**Your task**
Check each line of the data for "Duration", and copy the ones that have it.

**Record extracts**
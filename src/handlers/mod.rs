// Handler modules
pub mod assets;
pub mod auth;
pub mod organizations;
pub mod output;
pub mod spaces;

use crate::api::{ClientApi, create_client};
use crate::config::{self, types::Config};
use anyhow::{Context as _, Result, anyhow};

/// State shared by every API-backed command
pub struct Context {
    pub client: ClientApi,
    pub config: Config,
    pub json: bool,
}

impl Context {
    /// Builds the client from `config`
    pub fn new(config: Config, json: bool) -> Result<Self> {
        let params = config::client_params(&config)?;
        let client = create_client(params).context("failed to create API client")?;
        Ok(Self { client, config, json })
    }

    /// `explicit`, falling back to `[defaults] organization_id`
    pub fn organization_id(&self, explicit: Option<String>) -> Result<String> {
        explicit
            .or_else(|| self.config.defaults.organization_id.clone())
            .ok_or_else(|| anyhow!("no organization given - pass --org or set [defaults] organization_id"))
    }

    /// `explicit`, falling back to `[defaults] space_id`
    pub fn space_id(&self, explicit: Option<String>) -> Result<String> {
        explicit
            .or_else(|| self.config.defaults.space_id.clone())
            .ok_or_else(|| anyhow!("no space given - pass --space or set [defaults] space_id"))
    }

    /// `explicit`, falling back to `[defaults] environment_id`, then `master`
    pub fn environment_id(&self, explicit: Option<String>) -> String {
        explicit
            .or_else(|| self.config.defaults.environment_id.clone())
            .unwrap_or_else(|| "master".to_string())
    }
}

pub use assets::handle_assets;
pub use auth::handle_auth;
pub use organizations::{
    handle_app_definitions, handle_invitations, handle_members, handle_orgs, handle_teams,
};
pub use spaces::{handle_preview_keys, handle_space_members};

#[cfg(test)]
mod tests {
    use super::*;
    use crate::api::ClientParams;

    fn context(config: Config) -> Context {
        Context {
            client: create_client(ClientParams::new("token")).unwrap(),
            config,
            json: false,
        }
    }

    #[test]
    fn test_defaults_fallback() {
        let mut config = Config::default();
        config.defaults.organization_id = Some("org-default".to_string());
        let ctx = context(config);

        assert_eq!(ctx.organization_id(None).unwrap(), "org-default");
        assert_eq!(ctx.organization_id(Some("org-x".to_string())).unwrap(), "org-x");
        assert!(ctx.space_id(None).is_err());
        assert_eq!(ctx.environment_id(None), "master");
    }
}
--
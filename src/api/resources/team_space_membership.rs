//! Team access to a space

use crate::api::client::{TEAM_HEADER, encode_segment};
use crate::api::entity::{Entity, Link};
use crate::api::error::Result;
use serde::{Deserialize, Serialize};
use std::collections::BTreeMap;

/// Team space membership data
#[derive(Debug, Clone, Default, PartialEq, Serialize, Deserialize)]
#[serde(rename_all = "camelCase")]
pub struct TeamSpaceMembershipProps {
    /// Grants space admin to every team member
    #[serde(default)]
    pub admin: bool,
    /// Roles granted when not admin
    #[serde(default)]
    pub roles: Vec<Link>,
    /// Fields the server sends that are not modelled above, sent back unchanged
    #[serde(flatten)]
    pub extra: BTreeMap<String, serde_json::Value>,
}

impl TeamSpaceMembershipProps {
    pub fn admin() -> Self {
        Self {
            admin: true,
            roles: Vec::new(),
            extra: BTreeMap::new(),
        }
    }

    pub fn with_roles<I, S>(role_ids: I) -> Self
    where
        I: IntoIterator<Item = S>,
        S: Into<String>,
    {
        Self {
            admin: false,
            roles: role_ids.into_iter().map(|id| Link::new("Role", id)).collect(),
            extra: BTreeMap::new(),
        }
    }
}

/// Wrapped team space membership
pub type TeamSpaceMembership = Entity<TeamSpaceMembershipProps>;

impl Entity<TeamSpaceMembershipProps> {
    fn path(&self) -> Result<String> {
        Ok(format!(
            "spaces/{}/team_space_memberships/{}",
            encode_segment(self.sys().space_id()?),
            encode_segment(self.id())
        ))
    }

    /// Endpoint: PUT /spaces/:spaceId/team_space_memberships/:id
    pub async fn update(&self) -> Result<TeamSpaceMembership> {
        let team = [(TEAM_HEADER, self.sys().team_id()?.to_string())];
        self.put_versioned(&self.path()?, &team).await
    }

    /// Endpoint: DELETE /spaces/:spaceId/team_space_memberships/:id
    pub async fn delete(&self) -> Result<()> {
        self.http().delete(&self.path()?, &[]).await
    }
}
--
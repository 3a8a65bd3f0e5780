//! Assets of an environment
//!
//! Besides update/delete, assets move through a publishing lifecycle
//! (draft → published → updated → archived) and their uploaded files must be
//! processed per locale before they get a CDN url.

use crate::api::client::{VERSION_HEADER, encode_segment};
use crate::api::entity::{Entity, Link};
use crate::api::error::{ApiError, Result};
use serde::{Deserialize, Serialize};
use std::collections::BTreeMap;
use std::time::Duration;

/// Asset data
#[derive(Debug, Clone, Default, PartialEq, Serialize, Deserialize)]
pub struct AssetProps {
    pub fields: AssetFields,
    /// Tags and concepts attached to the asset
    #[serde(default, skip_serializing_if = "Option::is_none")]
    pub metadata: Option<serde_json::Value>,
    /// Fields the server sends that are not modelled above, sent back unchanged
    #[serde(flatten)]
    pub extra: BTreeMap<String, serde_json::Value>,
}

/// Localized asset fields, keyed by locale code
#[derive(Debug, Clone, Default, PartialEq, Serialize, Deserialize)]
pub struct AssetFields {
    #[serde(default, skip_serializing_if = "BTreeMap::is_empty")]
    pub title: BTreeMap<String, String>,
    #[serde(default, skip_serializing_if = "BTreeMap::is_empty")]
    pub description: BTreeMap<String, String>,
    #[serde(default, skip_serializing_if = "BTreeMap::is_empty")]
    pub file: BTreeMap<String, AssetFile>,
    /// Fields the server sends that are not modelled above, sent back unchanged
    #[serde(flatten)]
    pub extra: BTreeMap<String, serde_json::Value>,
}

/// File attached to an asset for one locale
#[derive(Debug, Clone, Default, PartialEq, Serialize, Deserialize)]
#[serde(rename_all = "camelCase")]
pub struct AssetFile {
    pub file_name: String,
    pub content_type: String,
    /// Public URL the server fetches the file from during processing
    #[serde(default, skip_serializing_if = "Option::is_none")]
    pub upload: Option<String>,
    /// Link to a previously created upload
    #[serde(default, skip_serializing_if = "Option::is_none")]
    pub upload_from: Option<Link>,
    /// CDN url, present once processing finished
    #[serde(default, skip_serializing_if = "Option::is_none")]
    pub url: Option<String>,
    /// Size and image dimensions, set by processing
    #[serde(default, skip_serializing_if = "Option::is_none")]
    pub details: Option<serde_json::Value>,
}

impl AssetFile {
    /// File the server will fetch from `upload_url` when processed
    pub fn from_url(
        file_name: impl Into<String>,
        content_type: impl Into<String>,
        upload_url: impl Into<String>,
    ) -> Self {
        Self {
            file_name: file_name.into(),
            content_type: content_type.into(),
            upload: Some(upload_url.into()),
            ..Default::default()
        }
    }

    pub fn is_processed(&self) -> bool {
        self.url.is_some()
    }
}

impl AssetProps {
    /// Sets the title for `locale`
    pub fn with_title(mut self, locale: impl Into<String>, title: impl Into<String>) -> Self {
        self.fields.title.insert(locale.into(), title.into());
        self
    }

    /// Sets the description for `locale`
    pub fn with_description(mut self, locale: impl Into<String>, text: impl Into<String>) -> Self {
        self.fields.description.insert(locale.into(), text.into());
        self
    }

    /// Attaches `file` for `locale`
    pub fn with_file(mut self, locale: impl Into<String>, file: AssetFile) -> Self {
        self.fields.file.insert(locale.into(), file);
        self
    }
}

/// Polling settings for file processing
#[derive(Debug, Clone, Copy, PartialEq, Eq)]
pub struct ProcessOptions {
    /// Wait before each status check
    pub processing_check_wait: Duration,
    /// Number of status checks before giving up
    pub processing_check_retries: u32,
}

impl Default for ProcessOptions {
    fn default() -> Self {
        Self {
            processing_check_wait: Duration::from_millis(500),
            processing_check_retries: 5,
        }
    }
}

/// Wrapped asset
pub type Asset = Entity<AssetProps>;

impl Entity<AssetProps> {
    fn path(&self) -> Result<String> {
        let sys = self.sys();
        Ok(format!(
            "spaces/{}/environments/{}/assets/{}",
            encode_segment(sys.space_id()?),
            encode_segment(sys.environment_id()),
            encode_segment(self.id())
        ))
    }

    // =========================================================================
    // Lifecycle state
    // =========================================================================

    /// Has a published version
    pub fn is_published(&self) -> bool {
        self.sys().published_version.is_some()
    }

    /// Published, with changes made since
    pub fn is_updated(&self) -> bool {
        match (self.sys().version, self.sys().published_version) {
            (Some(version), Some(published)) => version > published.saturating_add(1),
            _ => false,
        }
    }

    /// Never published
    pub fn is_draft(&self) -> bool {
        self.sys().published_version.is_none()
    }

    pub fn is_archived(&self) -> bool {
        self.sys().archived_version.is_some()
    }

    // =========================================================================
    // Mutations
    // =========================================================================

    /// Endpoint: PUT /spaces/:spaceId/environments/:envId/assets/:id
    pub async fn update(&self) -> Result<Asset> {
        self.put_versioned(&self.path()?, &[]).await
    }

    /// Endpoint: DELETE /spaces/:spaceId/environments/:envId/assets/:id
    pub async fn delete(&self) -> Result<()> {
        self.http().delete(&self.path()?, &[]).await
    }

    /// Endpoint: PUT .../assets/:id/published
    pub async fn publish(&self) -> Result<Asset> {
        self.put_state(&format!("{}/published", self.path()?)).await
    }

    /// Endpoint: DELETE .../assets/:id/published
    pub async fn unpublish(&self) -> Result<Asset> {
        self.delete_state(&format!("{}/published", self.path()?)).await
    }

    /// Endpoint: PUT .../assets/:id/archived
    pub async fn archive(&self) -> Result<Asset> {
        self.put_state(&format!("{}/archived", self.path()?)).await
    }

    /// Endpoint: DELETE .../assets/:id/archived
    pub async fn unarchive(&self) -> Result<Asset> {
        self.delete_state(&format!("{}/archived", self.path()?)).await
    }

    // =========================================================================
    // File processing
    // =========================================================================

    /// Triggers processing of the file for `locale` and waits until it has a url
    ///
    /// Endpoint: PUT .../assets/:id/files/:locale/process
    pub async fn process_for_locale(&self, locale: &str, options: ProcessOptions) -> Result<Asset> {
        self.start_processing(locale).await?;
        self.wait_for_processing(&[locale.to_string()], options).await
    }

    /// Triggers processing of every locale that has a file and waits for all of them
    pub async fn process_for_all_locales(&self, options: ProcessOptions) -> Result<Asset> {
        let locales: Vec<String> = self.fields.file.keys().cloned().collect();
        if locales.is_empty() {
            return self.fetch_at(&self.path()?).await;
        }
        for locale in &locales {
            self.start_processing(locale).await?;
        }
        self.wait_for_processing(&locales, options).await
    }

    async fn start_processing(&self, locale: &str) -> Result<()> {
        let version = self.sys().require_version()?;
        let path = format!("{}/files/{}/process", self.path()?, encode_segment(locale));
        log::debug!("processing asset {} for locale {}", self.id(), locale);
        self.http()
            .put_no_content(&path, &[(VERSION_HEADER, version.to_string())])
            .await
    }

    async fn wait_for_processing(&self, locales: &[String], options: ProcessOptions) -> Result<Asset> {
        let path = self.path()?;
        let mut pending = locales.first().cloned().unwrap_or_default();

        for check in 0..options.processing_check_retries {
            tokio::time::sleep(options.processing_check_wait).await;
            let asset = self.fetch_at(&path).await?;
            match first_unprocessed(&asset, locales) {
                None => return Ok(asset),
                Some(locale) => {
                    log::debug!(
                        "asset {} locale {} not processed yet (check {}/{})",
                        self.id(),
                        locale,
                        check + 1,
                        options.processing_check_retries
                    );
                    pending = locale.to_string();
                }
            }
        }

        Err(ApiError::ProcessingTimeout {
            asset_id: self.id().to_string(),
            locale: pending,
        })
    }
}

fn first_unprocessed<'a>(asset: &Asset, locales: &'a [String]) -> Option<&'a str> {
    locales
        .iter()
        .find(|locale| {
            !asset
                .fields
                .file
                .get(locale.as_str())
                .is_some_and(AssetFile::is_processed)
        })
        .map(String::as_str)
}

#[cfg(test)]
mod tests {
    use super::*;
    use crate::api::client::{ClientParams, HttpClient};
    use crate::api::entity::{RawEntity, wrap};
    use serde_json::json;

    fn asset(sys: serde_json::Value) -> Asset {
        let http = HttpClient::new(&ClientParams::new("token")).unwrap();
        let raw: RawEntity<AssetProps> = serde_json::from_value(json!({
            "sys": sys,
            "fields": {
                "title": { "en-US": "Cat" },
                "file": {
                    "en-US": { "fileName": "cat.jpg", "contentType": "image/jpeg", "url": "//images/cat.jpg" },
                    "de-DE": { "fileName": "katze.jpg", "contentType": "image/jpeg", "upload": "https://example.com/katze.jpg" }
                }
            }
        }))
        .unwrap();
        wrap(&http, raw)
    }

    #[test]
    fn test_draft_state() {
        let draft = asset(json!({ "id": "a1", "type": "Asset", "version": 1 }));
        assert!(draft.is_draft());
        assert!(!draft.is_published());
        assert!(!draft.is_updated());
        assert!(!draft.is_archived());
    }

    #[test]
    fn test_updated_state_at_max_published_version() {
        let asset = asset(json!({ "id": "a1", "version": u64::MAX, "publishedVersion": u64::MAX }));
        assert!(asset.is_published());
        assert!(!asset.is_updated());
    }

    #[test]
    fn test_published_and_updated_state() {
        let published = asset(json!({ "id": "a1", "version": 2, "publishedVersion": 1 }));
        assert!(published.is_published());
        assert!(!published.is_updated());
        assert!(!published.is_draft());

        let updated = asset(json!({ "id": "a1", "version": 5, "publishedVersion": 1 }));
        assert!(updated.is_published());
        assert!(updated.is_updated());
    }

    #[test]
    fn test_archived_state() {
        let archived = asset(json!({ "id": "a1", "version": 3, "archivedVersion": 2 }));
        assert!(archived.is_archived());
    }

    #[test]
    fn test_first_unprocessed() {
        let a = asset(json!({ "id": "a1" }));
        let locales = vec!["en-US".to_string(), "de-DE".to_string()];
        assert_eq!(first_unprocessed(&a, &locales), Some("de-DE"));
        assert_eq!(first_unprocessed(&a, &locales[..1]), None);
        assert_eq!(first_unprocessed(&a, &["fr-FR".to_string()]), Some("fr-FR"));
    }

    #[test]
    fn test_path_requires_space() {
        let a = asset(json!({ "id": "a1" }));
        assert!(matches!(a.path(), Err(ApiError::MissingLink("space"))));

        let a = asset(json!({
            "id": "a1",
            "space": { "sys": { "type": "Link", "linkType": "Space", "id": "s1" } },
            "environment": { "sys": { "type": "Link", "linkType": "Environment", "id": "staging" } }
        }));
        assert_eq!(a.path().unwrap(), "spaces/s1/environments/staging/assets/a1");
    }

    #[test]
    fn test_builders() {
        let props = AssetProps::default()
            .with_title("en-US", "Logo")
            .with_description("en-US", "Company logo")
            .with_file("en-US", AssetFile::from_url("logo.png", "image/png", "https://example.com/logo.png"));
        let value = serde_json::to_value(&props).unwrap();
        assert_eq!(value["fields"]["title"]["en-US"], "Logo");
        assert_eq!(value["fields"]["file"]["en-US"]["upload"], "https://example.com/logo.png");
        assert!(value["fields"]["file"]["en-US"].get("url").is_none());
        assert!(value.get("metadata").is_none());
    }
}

**Response below**
use std::time::Duration;
    pub processing_check_wait: Duration,
            processing_check_wait: Duration::from_millis(500),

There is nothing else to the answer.